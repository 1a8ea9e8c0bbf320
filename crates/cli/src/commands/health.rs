//! Agent health commands

use anyhow::Result;
use colored::Colorize;
use reqwest::StatusCode;
use serde::Serialize;
use tabled::Tabled;

use crate::client::{ApiClient, HealthResponse, ReadinessResponse};
use crate::output::{
    color_status, format_timestamp_ms, print_json, print_success, print_table, print_warning,
    OutputFormat,
};

/// Row for the component health table
#[derive(Tabled)]
struct ComponentRow {
    #[tabled(rename = "Component")]
    name: String,
    #[tabled(rename = "Status")]
    status: String,
    #[tabled(rename = "Message")]
    message: String,
    #[tabled(rename = "Last Check")]
    last_check: String,
}

#[derive(Serialize)]
struct HealthReport {
    health: HealthResponse,
    readiness: ReadinessResponse,
}

/// Show liveness and readiness of the agent
pub async fn show_health(client: &ApiClient, format: OutputFormat) -> Result<()> {
    let unavailable = [StatusCode::SERVICE_UNAVAILABLE];
    let health: HealthResponse = client.get_accepting("healthz", &unavailable).await?;
    let readiness: ReadinessResponse = client.get_accepting("readyz", &unavailable).await?;

    if format == OutputFormat::Json {
        return print_json(&HealthReport { health, readiness });
    }

    println!("{}", "Agent Health".bold());
    println!("{}", "=".repeat(40));
    println!("Status: {}", color_status(&health.status));
    println!();

    let rows: Vec<ComponentRow> = health
        .components
        .iter()
        .map(|(name, component)| ComponentRow {
            name: name.clone(),
            status: color_status(&component.status),
            message: component.message.clone().unwrap_or_else(|| "-".to_string()),
            last_check: format_timestamp_ms(component.last_check_timestamp * 1000),
        })
        .collect();
    print_table(&rows);
    println!();

    if readiness.ready {
        print_success("Agent is ready");
    } else {
        print_warning(&format!(
            "Agent is not ready: {}",
            readiness.reason.as_deref().unwrap_or("unknown reason")
        ));
    }
    Ok(())
}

★ ★ ★ ★ ★ ★ ★

Directions for this task
Report how many lines of the data hold the string "rename"; give only the number.

Answer to the problem
4